ART


The greatest burden that the reader of [Camille Paglia’s] Glittering Images must carry is knowing from the start that the history of Western art will reach its apparent apogee with Star Wars, about which Paglia writes, “Nothing I saw in the visual arts of the past 30 years was as daring, beautiful and emotionally compelling as the spectacular volcano-planet climax of Lucas’s ‘Revenge of the Sith.’ ” Lucas’s importance lies in his ability to turn “dazzling new technology into an expressive personal genre.”

There is something deeply depressing about having to argue over the cultural dominance of an immensely successful and beloved filmmaker like George Lucas in the context of art history…. What speaks to us in a work of art and makes it resistant to the passage of time is the depth of the humanity it expresses. There is entertainment, and then there is something infinitely richer: what we call “the sublime,” the true rec­ord of our spiritual condition that we get from serious and complex artworks. The films of William Kentridge, the serene Land Art of Andy Goldsworthy, the paintings of Anselm Kiefer, Einstein on the Beach — all these are sublime. Star Wars is not.

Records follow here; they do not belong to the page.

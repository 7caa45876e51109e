use std::io;
use std::path::Path;

use jitterpool_core::EntropyPool;
use jitterpool_core::helpers::pack_bit_string;

pub fn run(count: usize, format: &str, output_path: Option<&str>) {
    let pool = super::make_pool();
    let rendered = match render(&pool, count, format) {
        Ok(r) => r,
        Err(e) => super::fail(e),
    };

    let path = output_path.map(Path::new);
    if let Err(e) = write_output(&rendered, path) {
        super::fail(format!("failed to write {}: {e}", output_path.unwrap_or("stdout")));
    }
    if let Some(path) = output_path {
        eprintln!("Wrote {count} bits to {path}");
    }
}

/// Write `rendered` plus a trailing newline to `path`, or to stdout.
pub fn write_output(rendered: &str, path: Option<&Path>) -> io::Result<()> {
    match path {
        Some(path) => std::fs::write(path, format!("{rendered}\n")),
        None => {
            println!("{rendered}");
            Ok(())
        }
    }
}

/// Draw `count` bits and render them in `format`.
pub fn render<T: jitterpool_core::JitterTimer>(
    pool: &EntropyPool<T>,
    count: usize,
    format: &str,
) -> Result<String, String> {
    match format {
        "bits" => Ok(pool.get(count)),
        "hex" => {
            if count % 8 != 0 {
                return Err(format!("hex output needs a multiple of 8 bits, got {count}"));
            }
            Ok(super::to_hex(&pack_bit_string(&pool.get(count))))
        }
        other => Err(format!("unknown format '{other}'")),
    }
}

#[cfg(test)]
mod tests {
    use super::*;
    use jitterpool_core::ReplayTimer;

    fn pool() -> EntropyPool<ReplayTimer> {
        EntropyPool::with_timer(ReplayTimer::new(vec![9, 4, 22, 16, 1]))
    }

    #[test]
    fn test_render_bits() {
        let out = render(&pool(), 100, "bits").unwrap();
        assert_eq!(out.len(), 100);
        assert!(out.bytes().all(|c| c == b'0' || c == b'1'));
    }

    #[test]
    fn test_render_hex_matches_bits() {
        let bits = render(&pool(), 64, "bits").unwrap();
        let hex = render(&pool(), 64, "hex").unwrap();
        assert_eq!(hex.len(), 16);
        assert_eq!(hex, super::super::to_hex(&pack_bit_string(&bits)));
    }

    #[test]
    fn test_render_hex_rejects_partial_byte() {
        assert!(render(&pool(), 12, "hex").is_err());
    }

    #[test]
    fn test_render_unknown_format() {
        assert!(render(&pool(), 8, "base64").is_err());
    }

    #[test]
    fn test_write_output_to_file() {
        let tmp = tempfile::tempdir().unwrap();
        let path = tmp.path().join("bits.txt");
        let bits = render(&pool(), 32, "bits").unwrap();
        write_output(&bits, Some(&path)).unwrap();
        let back = std::fs::read_to_string(&path).unwrap();
        assert_eq!(back, format!("{bits}\n"));
    }

    #[test]
    fn test_write_output_overwrites() {
        let tmp = tempfile::NamedTempFile::new().unwrap();
        std::fs::write(tmp.path(), "stale contents that are longer").unwrap();
        write_output("0101", Some(tmp.path())).unwrap();
        assert_eq!(std::fs::read_to_string(tmp.path()).unwrap(), "0101\n");
    }

    #[test]
    fn test_write_output_missing_directory() {
        let tmp = tempfile::tempdir().unwrap();
        let path = tmp.path().join("no-such-dir").join("bits.txt");
        let err = write_output("0101", Some(&path)).unwrap_err();
        assert_eq!(err.kind(), std::io::ErrorKind::NotFound);
        assert!(!path.exists());
    }

    #[test]
    fn test_write_output_to_directory_fails() {
        let tmp = tempfile::tempdir().unwrap();
        assert!(write_output("0101", Some(tmp.path())).is_err());
    }
}
use std::path::{Path, PathBuf};

use crate::common::constants::{MAINNET_GENESIS_CHALLENGE, TESTNET11_GENESIS_CHALLENGE};
use crate::config::{AnalyzerConfig, Network};
use crate::runner::DEFAULT_MAX_COST;

#[test]
fn test_config_defaults_fill_missing_fields() {
    let config = AnalyzerConfig::from_toml_str("network = \"testnet11\"\n").expect("parse");
    assert_eq!(config.network, Network::Testnet11);
    assert_eq!(config.max_cost, DEFAULT_MAX_COST);
    assert_eq!(config.templates, PathBuf::from("resources/templates.toml"));
}

#[test]
fn test_config_rejects_unknown_network() {
    assert!(AnalyzerConfig::from_toml_str("network = \"moonnet\"\n").is_err());
}

#[test]
fn test_sample_config_loads() {
    let config = AnalyzerConfig::load(Path::new("analyzer.toml")).expect("load");
    assert_eq!(config, AnalyzerConfig::default());
}

#[test]
fn test_network_additional_data() {
    assert_eq!(
        Network::Mainnet.agg_sig_me_additional_data(),
        MAINNET_GENESIS_CHALLENGE.clone()
    );
    assert_eq!(
        Network::Testnet11.agg_sig_me_additional_data().to_hex(),
        "37a90eb5185a9c4439a91ddc98bbadce7b4feba060d50116a067de66bf236615"
    );
    assert_eq!(
        TESTNET11_GENESIS_CHALLENGE.to_hex(),
        Network::Testnet11.agg_sig_me_additional_data().to_hex()
    );
}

Earlier in her book Paglia states that art “expresses our soul.” If her claim for Lucas’s importance is valid, we might well ask what kind of soul we Americans now have that is expressed not by Oedipus, or by Krishna , Lear, Faust, Tristan or Leopold Bloom, but rather by Luke Skywalker and Obi-Wan Kenobi. Have we reached a point in time where the very best we have to offer is Star Wars, a creation that, for all the enjoyment it may have afforded us in our youth, has all the soul and emotional resonance of a video game and ponders the mystery of our existence at the level of a toddler?

The achievement of Lucas, like that of Disney, is indisputably a defining element of American culture. But no amount of apotheosis and breathless encomium will elevate it to be other than exactly what it is — entertainment. To see George Lucas as the “greatest living artist” is to repeat an error especially common among Americans, which is to measure an artwork’s importance by its reach rather than its depth. Paglia, who knows her Emily Dickinson and her Kafka (both artists with zero “fan base” in their lifetimes), has journeyed to the wrong continent, and what she has found glittering there is fool’s gold.

-- John Adams , New York Times Book Review



Diagnosed as a paranoid schizophrenic, Arthur Bispo do Rosário spent more than a half century locked inside a psychiatric hospital. Moving back and forth between reality and delirium, art and divine mission, Bispo do Rosário claimed to have been chosen by the Almighty to carry out the task of mapping the world and giving it back to God in a reconstructed form…Unraveling uniforms and sheets to obtain the materials for his embroideries, purchasing or exchanging objects and making use of leftovers of materials discarded at the hospital, his pieces bring to life a new language, one capable of bringing together meanings, dreams and signs. Fragmenting communication into his own codes, Arthur Bispo do Rosário created a ludic universe of embroidery, assemblages, mantles, banners and other objects that would later be hailed as works of reference for contemporary art.